> [What to produce]
Pick out each line below containing "while".

[Collected data]
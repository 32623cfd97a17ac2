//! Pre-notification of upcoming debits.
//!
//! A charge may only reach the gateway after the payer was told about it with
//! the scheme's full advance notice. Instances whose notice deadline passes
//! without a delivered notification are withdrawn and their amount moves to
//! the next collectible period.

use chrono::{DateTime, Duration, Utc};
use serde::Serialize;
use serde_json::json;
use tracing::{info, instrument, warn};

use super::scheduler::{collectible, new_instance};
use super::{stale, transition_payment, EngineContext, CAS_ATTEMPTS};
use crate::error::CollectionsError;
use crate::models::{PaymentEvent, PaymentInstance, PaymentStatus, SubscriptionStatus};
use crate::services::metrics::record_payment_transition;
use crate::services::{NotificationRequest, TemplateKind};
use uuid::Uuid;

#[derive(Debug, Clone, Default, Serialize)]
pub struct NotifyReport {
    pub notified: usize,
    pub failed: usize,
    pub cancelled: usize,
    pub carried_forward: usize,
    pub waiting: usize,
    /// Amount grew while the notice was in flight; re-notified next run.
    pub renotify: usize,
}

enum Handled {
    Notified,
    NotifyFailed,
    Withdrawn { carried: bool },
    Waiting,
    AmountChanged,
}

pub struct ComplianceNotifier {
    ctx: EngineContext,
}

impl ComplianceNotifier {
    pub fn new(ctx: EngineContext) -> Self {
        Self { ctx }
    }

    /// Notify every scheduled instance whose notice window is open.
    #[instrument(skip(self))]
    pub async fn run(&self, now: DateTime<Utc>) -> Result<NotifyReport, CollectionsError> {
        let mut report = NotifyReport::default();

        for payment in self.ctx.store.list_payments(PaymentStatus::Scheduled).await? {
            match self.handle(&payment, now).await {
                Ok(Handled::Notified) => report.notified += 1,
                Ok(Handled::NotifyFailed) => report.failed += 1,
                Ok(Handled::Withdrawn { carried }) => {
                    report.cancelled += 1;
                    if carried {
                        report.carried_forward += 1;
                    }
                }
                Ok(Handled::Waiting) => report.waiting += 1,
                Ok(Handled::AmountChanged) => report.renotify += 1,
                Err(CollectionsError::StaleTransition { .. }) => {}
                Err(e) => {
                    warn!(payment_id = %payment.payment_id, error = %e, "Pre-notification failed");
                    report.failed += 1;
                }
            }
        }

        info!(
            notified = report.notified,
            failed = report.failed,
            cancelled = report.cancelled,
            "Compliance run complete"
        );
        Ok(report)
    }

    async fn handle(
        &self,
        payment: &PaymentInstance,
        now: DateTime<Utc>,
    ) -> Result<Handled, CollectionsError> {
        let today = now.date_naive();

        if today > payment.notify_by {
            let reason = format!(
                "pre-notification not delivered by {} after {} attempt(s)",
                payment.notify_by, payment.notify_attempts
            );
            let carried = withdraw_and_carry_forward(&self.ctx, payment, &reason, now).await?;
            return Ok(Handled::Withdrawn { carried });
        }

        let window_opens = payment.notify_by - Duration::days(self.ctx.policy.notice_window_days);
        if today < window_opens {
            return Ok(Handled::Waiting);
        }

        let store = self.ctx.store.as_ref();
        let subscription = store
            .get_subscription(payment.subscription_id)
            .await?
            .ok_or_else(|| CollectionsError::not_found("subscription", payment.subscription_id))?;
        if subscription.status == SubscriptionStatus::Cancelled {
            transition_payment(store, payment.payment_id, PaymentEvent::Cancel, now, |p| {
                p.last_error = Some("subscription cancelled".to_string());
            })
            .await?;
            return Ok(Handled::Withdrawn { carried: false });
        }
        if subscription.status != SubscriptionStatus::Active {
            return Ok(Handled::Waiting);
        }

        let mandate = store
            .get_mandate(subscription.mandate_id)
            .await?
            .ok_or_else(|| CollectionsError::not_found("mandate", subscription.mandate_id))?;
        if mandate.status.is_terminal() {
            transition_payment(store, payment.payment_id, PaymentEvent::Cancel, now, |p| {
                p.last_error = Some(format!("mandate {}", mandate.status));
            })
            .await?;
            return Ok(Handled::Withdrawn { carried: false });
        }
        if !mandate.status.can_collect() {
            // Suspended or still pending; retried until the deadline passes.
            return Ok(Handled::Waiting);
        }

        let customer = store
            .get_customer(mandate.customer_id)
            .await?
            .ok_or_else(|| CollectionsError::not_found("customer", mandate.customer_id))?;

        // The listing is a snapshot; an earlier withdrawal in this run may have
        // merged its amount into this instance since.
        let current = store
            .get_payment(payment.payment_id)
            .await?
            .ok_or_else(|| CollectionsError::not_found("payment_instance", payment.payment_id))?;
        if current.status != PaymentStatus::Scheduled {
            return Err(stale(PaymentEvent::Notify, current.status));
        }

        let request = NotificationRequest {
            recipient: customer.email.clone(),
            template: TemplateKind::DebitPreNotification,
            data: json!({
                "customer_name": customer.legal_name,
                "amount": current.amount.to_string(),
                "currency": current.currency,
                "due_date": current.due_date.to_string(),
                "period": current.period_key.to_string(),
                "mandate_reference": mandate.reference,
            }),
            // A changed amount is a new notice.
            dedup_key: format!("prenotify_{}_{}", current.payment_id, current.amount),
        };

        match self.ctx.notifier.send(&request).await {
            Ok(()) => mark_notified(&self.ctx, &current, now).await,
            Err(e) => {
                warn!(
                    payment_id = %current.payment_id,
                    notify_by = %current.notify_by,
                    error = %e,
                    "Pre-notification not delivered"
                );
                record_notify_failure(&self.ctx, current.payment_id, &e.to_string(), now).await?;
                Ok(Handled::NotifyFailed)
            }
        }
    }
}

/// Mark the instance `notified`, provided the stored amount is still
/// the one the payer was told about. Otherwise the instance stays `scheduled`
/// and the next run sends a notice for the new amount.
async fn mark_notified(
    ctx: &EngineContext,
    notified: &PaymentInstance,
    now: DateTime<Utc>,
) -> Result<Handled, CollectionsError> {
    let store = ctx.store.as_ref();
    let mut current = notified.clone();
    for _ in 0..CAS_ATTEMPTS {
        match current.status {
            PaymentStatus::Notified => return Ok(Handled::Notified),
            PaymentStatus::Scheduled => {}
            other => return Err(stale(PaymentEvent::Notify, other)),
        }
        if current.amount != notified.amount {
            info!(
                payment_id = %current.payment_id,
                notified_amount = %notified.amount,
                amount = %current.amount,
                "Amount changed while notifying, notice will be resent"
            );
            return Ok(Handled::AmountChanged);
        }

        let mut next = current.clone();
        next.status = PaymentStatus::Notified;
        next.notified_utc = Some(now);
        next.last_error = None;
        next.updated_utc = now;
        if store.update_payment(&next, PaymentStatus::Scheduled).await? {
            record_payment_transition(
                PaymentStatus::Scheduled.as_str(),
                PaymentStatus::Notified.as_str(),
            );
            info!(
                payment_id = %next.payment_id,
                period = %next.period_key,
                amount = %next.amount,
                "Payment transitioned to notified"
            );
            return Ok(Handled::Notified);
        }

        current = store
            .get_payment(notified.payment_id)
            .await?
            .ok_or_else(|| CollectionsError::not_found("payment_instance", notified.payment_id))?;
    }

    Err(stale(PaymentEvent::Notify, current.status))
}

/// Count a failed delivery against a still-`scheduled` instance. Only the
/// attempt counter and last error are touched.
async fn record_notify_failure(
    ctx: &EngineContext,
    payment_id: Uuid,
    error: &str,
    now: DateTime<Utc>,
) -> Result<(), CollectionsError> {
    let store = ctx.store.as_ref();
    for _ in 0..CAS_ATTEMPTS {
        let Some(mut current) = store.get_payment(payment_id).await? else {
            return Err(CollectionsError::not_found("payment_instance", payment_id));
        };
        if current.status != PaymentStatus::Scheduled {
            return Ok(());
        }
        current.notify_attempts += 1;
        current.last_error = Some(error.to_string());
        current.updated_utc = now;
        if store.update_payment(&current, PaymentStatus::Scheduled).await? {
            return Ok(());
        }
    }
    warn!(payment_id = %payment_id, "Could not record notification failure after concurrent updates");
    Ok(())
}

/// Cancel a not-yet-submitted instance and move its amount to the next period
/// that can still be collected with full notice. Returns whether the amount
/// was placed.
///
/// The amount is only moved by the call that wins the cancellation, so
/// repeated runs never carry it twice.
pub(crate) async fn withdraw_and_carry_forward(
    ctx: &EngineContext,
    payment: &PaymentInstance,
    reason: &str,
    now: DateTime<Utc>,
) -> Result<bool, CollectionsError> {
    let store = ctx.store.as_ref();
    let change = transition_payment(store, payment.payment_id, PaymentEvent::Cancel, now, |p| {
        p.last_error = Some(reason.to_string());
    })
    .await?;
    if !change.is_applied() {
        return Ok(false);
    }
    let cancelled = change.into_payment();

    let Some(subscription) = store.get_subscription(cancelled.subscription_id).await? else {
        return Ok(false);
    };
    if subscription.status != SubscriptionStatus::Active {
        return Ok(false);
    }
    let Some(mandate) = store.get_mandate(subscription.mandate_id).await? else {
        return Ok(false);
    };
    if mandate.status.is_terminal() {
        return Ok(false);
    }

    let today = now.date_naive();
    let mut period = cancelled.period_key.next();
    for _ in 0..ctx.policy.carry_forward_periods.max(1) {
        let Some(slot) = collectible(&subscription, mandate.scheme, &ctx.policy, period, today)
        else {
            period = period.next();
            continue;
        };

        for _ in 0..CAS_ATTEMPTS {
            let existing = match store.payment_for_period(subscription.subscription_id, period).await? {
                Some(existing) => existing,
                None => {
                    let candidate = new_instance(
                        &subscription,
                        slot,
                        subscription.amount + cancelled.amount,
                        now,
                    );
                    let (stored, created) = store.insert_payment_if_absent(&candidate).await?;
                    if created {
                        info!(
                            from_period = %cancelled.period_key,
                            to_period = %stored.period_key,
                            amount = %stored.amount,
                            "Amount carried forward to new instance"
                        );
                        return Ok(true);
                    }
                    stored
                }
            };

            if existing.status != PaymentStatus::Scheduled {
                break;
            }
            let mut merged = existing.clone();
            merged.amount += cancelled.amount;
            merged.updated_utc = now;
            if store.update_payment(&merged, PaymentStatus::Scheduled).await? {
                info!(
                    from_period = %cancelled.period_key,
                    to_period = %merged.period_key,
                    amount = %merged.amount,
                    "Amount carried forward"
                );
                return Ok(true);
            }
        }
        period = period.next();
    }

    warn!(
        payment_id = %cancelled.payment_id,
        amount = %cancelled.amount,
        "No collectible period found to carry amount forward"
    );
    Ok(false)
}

> [Solution to this task]
    /// Amount grew while the notice was in flight; re-notified next run.
                "Amount changed while notifying, notice will be resent"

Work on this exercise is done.